YOUR INSTRUCTIONS -
Determine how many lines in the listing contain the string "distance". Only that number goes in the answer.

━━━━━━━━━━━━━━━━━━━━━━━━━━━━━━

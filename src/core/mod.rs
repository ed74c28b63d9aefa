// Core algorithm exports
pub mod compatibility;
pub mod distance;
pub mod filters;
pub mod matcher;
pub mod scoring;
pub mod taxonomy;

pub use compatibility::{compatibility, gender_compatibility, optional_compatibility, Categorical, CompatibilityRule};
pub use distance::{bounding_box, centroid, haversine_distance, is_within_distance};
pub use filters::{filter_by_proximity, nearby_listings, rank_and_truncate, ListingQuery, Located, Rankable, SortKey};
pub use matcher::{MatchEngine, MatchOptions, MatchResult, DEFAULT_MIN_SCORE};
pub use scoring::{budget_overlap, deal_breaker_conflicts, location_compatibility, FactorAggregator};
pub use taxonomy::{LocationTaxonomy, PlaceMatch};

━━━━━━━━━━━━━━━━━━━━━━━━━━━━━━

EXERCISE RESPONSE -
2